The other chapters in this book will discuss the details and new advances in the methods and provide examples of how fragments have been used in specific projects. In this chapter, I will draw on my own experiences and view of the literature to discuss three main areas. First, I will review current practice in FBLD, highlighting how and when fragments have an impact on the drug discovery process. Second, I will then review how the ideas have developed, with particular emphasis on the past 10 years. I will discuss how fragment methods and thinking have been extended and refined and how these developments have affected the lead discovery process in drug discovery. Finally, I will discuss some of the areas where we can see that improvements in fragment methods could have further impact on discovery.

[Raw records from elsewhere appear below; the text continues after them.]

//! Backend API client with response caching

use std::sync::Arc;

use reqwest::Url;
use serde::Deserialize;
use serde::de::DeserializeOwned;
use serde_json::json;

use super::fetch::AuthenticatedFetch;
use super::transport::HttpRequest;
use crate::error::{Error, Result};
use crate::model::{AlbumInfo, ArtistInfo, CloudLike, ResourceKind, ResponseCaches, TrackDescriptor, cache_key};
use crate::{log_api_request, log_api_result};

pub const MAX_QUERY_CHARS: usize = 100;
pub const SEARCH_LIMIT: usize = 30;

#[derive(Deserialize)]
struct ResultsEnvelope {
    #[serde(default)]
    results: Vec<TrackDescriptor>,
}

#[derive(Deserialize)]
struct StreamResponse {
    #[serde(default)]
    url: Option<String>,
}

#[derive(Deserialize)]
struct LyricsResponse {
    #[serde(default)]
    lyrics: Option<String>,
}

/// Trim and cap a search query; `None` when nothing is left to search for.
pub fn validate_query(query: &str) -> Option<String> {
    let trimmed = query.trim();
    if trimmed.is_empty() {
        return None;
    }
    Some(trimmed.chars().take(MAX_QUERY_CHARS).collect())
}

/// Music catalog API with caching
#[derive(Clone)]
pub struct MusicApi {
    fetch: AuthenticatedFetch,
    caches: Arc<ResponseCaches>,
    quality: String,
}

impl MusicApi {
    pub fn new(fetch: AuthenticatedFetch, quality: impl Into<String>) -> Self {
        Self {
            fetch,
            caches: Arc::new(ResponseCaches::new()),
            quality: quality.into(),
        }
    }

    pub fn fetch(&self) -> &AuthenticatedFetch {
        &self.fetch
    }

    pub fn caches(&self) -> &ResponseCaches {
        &self.caches
    }

    async fn get_json<T: DeserializeOwned>(&self, url: Url, what: &str) -> Result<T> {
        let path = url.path().to_string();
        let response = self.fetch.request(HttpRequest::get(url)).await?;
        if !response.is_success() {
            return Err(Error::Http {
                path,
                status: response.status,
            });
        }
        response.json(what)
    }

    pub async fn search(&self, query: &str) -> Result<Vec<TrackDescriptor>> {
        let Some(query) = validate_query(query) else {
            return Ok(Vec::new());
        };

        let key = cache_key("search", &query);
        if let Some(hit) = self.caches.get(ResourceKind::Search, &key) {
            return Ok(hit);
        }

        log_api_request!("search", query = %query);
        let mut url = self.fetch.endpoint("search/")?;
        url.query_pairs_mut()
            .append_pair("q", &query)
            .append_pair("limit", &SEARCH_LIMIT.to_string());

        let result = self.get_json::<ResultsEnvelope>(url, "search results").await;
        log_api_result!("search", result);
        let results = result?.results;
        self.caches.set(ResourceKind::Search, key, &results);
        Ok(results)
    }

    /// Resolve a playable URL for a track id. Every failure is reported as
    /// `StreamUnavailable`.
    pub async fn stream_url(&self, track_id: &str) -> Result<String> {
        let key = cache_key("stream", &format!("{}_{}", track_id, self.quality));
        if let Some(hit) = self.caches.get::<String>(ResourceKind::Streams, &key) {
            return Ok(hit);
        }

        log_api_request!("stream_url", track_id = %track_id, quality = %self.quality);
        let unavailable = || Error::StreamUnavailable {
            track_id: track_id.to_string(),
        };

        let mut url = self.fetch.resource(&["stream", track_id])?;
        url.query_pairs_mut().append_pair("quality", &self.quality);

        let result = self.get_json::<StreamResponse>(url, "stream url").await;
        log_api_result!("stream_url", result);
        let stream = match result {
            Ok(StreamResponse { url: Some(url) }) if !url.is_empty() => url,
            Ok(_) => return Err(unavailable()),
            Err(e) => {
                tracing::debug!(track_id, error = %e, "Stream resolution failed");
                return Err(unavailable());
            }
        };

        self.caches.set(ResourceKind::Streams, key, &stream);
        Ok(stream)
    }

    /// Descriptor with a stream URL, resolving one only if it has none.
    pub async fn resolve(&self, track: &TrackDescriptor) -> Result<TrackDescriptor> {
        match &track.stream_url {
            Some(url) if !url.is_empty() => Ok(track.clone()),
            _ => Ok(track.resolved(self.stream_url(&track.id).await?)),
        }
    }

    pub async fn trending(&self) -> Result<Vec<TrackDescriptor>> {
        if let Some(hit) = self.caches.get(ResourceKind::Trending, "trending") {
            return Ok(hit);
        }

        log_api_request!("trending", cache = "miss");
        let result = self
            .get_json::<ResultsEnvelope>(self.fetch.endpoint("trending/")?, "trending")
            .await;
        log_api_result!("trending", result);
        let results = result?.results;
        self.caches.set(ResourceKind::Trending, "trending", &results);
        Ok(results)
    }

    pub async fn related(&self, track_id: &str) -> Result<Vec<TrackDescriptor>> {
        let key = cache_key("related", track_id);
        if let Some(hit) = self.caches.get(ResourceKind::Search, &key) {
            return Ok(hit);
        }

        log_api_request!("related", track_id = %track_id);
        let url = self.fetch.resource(&["song", track_id, "related"])?;
        let result = self.get_json::<ResultsEnvelope>(url, "related tracks").await;
        log_api_result!("related", result);
        let results = result?.results;
        self.caches.set(ResourceKind::Search, key, &results);
        Ok(results)
    }

    pub async fn lyrics(&self, track_id: &str) -> Result<Option<String>> {
        let key = cache_key("lyrics", track_id);
        if let Some(hit) = self.caches.get::<String>(ResourceKind::Lyrics, &key) {
            return Ok(Some(hit));
        }

        log_api_request!("lyrics", track_id = %track_id);
        let url = self.fetch.resource(&["song", track_id, "lyrics"])?;
        let response = self.fetch.request(HttpRequest::get(url)).await?;
        if !response.is_success() {
            tracing::debug!(track_id, status = response.status, "No lyrics");
            return Ok(None);
        }

        let lyrics = response
            .json::<LyricsResponse>("lyrics")?
            .lyrics
            .filter(|l| !l.trim().is_empty());
        if let Some(text) = &lyrics {
            self.caches.set(ResourceKind::Lyrics, key, text);
        }
        Ok(lyrics)
    }

    pub async fn album(&self, album_id: &str) -> Result<AlbumInfo> {
        let key = cache_key("album", album_id);
        if let Some(hit) = self.caches.get(ResourceKind::AlbumInfo, &key) {
            return Ok(hit);
        }

        log_api_request!("album", album_id = %album_id);
        let url = self.fetch.resource(&["album", album_id])?;
        let result = self.get_json::<AlbumInfo>(url, "album").await;
        log_api_result!("album", result);
        let album = result?;
        self.caches.set(ResourceKind::AlbumInfo, key, &album);
        Ok(album)
    }

    pub async fn artist(&self, artist_id: &str) -> Result<ArtistInfo> {
        let key = cache_key("artist", artist_id);
        if let Some(hit) = self.caches.get(ResourceKind::ArtistInfo, &key) {
            return Ok(hit);
        }

        log_api_request!("artist", artist_id = %artist_id);
        let url = self.fetch.resource(&["artist", artist_id])?;
        let result = self.get_json::<ArtistInfo>(url, "artist").await;
        log_api_result!("artist", result);
        let artist = result?;
        self.caches.set(ResourceKind::ArtistInfo, key, &artist);
        Ok(artist)
    }

    pub async fn cloud_likes(&self) -> Result<Vec<CloudLike>> {
        log_api_request!("cloud_likes", cache = "bypass");
        let result = self
            .get_json::<Vec<CloudLike>>(self.fetch.endpoint("user/likes/")?, "liked songs")
            .await;
        log_api_result!("cloud_likes", result);
        result
    }

    pub async fn add_cloud_like(&self, track: &TrackDescriptor) -> Result<()> {
        let body = serde_json::to_value(CloudLike::from(track))?;
        let request = HttpRequest::post(self.fetch.endpoint("user/likes/")?).with_json(body);
        self.send_like_change(request, "add_cloud_like").await
    }

    pub async fn remove_cloud_like(&self, track_id: &str) -> Result<()> {
        let request =
            HttpRequest::delete(self.fetch.endpoint("user/likes/")?).with_json(json!({ "song_id": track_id }));
        self.send_like_change(request, "remove_cloud_like").await
    }

    async fn send_like_change(&self, request: HttpRequest, operation: &str) -> Result<()> {
        let path = request.url.path().to_string();
        let result = match self.fetch.request(request).await {
            Ok(response) if response.is_success() => Ok(()),
            Ok(response) => Err(Error::Http {
                path,
                status: response.status,
            }),
            Err(e) => Err(e),
        };
        log_api_result!(operation, result);
        result
    }
}

#[cfg(test)]
pub(crate) mod tests {
    use super::*;
    use crate::client::session::Session;
    use crate::client::transport::Method;
    use crate::client::transport::mock::MockTransport;
    use crate::config::AuthStrategy;
    use crate::events::EventBus;
    use serde_json::json;

    pub(crate) fn api_with(transport: Arc<MockTransport>, events: EventBus) -> MusicApi {
        let session = Session::new(AuthStrategy::Cookie, events);
        let fetch = AuthenticatedFetch::new(transport, session, "http://api.test/api").unwrap();
        MusicApi::new(fetch, "320")
    }

    fn api() -> (Arc<MockTransport>, MusicApi) {
        let transport = Arc::new(MockTransport::new());
        let api = api_with(transport.clone(), EventBus::new());
        (transport, api)
    }

    fn song(id: &str) -> serde_json::Value {
        json!({"id": id, "title": id, "artist": "someone", "duration": "180"})
    }

    #[test]
    fn query_is_trimmed_and_capped() {
        assert_eq!(validate_query("   "), None);
        assert_eq!(validate_query("  lofi  ").as_deref(), Some("lofi"));
        assert_eq!(validate_query(&"x".repeat(250)).unwrap().chars().count(), MAX_QUERY_CHARS);
    }

    #[tokio::test]
    async fn search_is_served_from_cache_on_repeat() {
        let (transport, api) = api();
        transport.on(Method::Get, "/api/search/", 200, json!({"results": [song("a"), song("b")]}));

        let first = api.search(" lofi ").await.unwrap();
        let second = api.search("lofi").await.unwrap();

        assert_eq!(first.len(), 2);
        assert_eq!(first, second);
        assert_eq!(transport.count(Method::Get, "/api/search/"), 1);
        let sent = transport.last(Method::Get, "/api/search/").unwrap();
        assert_eq!(sent.url.query(), Some("q=lofi&limit=30"));
    }

    #[tokio::test]
    async fn empty_query_makes_no_request() {
        let (transport, api) = api();
        assert!(api.search("   ").await.unwrap().is_empty());
        assert!(transport.requests().is_empty());
    }

    #[tokio::test]
    async fn stream_failure_is_stream_unavailable() {
        let (transport, api) = api();
        transport.on(Method::Get, "/api/stream/x/", 404, json!({"error": "nope"}));

        let err = api.stream_url("x").await.unwrap_err();
        assert!(matches!(err, Error::StreamUnavailable { ref track_id } if track_id == "x"));
    }

    #[tokio::test]
    async fn resolve_skips_lookup_when_url_is_known() {
        let (transport, api) = api();
        let track = TrackDescriptor::new("a", "A", "B").resolved("https://cdn/a.mp3".into());

        let resolved = api.resolve(&track).await.unwrap();
        assert_eq!(resolved.stream_url.as_deref(), Some("https://cdn/a.mp3"));
        assert!(transport.requests().is_empty());
    }

    #[tokio::test]
    async fn stream_url_requests_configured_quality_and_caches() {
        let (transport, api) = api();
        transport.on(Method::Get, "/api/stream/a/", 200, json!({"url": "https://cdn/a.mp3"}));

        assert_eq!(api.stream_url("a").await.unwrap(), "https://cdn/a.mp3");
        assert_eq!(api.stream_url("a").await.unwrap(), "https://cdn/a.mp3");
        assert_eq!(transport.count(Method::Get, "/api/stream/a/"), 1);
        let sent = transport.last(Method::Get, "/api/stream/a/").unwrap();
        assert_eq!(sent.url.query(), Some("quality=320"));
    }

    #[tokio::test]
    async fn related_shares_search_cache_under_its_own_namespace() {
        let (transport, api) = api();
        transport.on(Method::Get, "/api/song/a/related/", 200, json!({"results": [song("b")]}));

        api.related("a").await.unwrap();
        assert_eq!(api.caches().len(ResourceKind::Search), 1);
        let cached: Option<Vec<TrackDescriptor>> = api.caches().get(ResourceKind::Search, "related_a");
        assert_eq!(cached.unwrap()[0].id, "b");
    }

    #[tokio::test]
    async fn trending_failure_is_surfaced() {
        let (transport, api) = api();
        transport.fail(Method::Get, "/api/trending/");
        assert!(matches!(api.trending().await, Err(Error::Transport(_))));
    }

    #[tokio::test]
    async fn only_non_empty_lyrics_are_cached() {
        let (transport, api) = api();
        transport.on(Method::Get, "/api/song/a/lyrics/", 200, json!({"lyrics": ""}));
        transport.on(Method::Get, "/api/song/b/lyrics/", 200, json!({"lyrics": "la la"}));
        transport.on(Method::Get, "/api/song/c/lyrics/", 404, json!({}));

        assert_eq!(api.lyrics("a").await.unwrap(), None);
        assert_eq!(api.lyrics("b").await.unwrap().as_deref(), Some("la la"));
        assert_eq!(api.lyrics("c").await.unwrap(), None);
        assert_eq!(api.caches().len(ResourceKind::Lyrics), 1);
    }

    #[tokio::test]
    async fn album_details_are_cached() {
        let (transport, api) = api();
        transport.on(
            Method::Get,
            "/api/album/al1/",
            200,
            json!({"id": "al1", "name": "Record", "artist": "Band", "image": null, "songs": [song("a")]}),
        );

        let album = api.album("al1").await.unwrap();
        api.album("al1").await.unwrap();
        assert_eq!(album.songs.len(), 1);
        assert_eq!(transport.count(Method::Get, "/api/album/al1/"), 1);
    }

    #[tokio::test]
    async fn ids_stay_inside_their_path_segment() {
        let (transport, api) = api();
        transport.on(Method::Get, "/api/stream/a%2Fb/", 200, json!({"url": "https://cdn/ab.mp3"}));

        assert_eq!(api.stream_url("a/b").await.unwrap(), "https://cdn/ab.mp3");
        assert!(api.artist("x?y#z").await.is_err());

        let sent = transport.requests().pop().unwrap();
        assert_eq!(sent.url.path(), "/api/artist/x%3Fy%23z/");
        assert_eq!(sent.url.query(), None);
    }
}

The discussion will focus on fragment-based discovery against protein targets. Although there are a few examples of fragments being used against RNA [8-10] and DNA [11] targets, the majority of reported campaigns are against proteins. Two types of protein target will be considered. The first shall be called conventional targets. These are proteins such as kinases where although it is never straightforward to achieve the required selectivity and balance of physicochemical properties in the compound, the proteins usually behave in most of the experiments and assays. Crystal structures are usually readily obtained, large amounts of pure, homogeneous, and functional proteins can be generated for biophysical studies, and the activity assays are robust and well understood. The second class of target shall be called unconventional targets. There are two types here - the first are protein-protein interaction targets such as the proapoptotic Bcl-2 family or Ras, where experience over the years has eventually established reasonably robust assays and although crystal structures take some time to determine and the protein does not always behave in biophysical assays, it is possible to establish structure-based discovery. The main challenge here is the nature of the binding sites, with often large, hydrophobic, and sometimes flexible sites. The second type of unconventional targets are the results of recent advances in our understanding of mammalian disease biology and consist of new classes of enzymes (such as the ubiquitin processing machinery [12]), disrupting multiprotein complexes, and proteins that are intrinsically disordered in some way (such as the one described in [13]). Here, the primary challenges are often in producing sufficient, homogeneous, functional protein for study, knowing what the post-translational modification state or even which complex is the true target and establishing robust assays to report on activity or binding. This last issue is often not appreciated - it can take a long time to establish the assays on new classes of target, not only because there is intrinsic variability in the behavior of the system but also because there is often not a tool compound available with which to validate the assay.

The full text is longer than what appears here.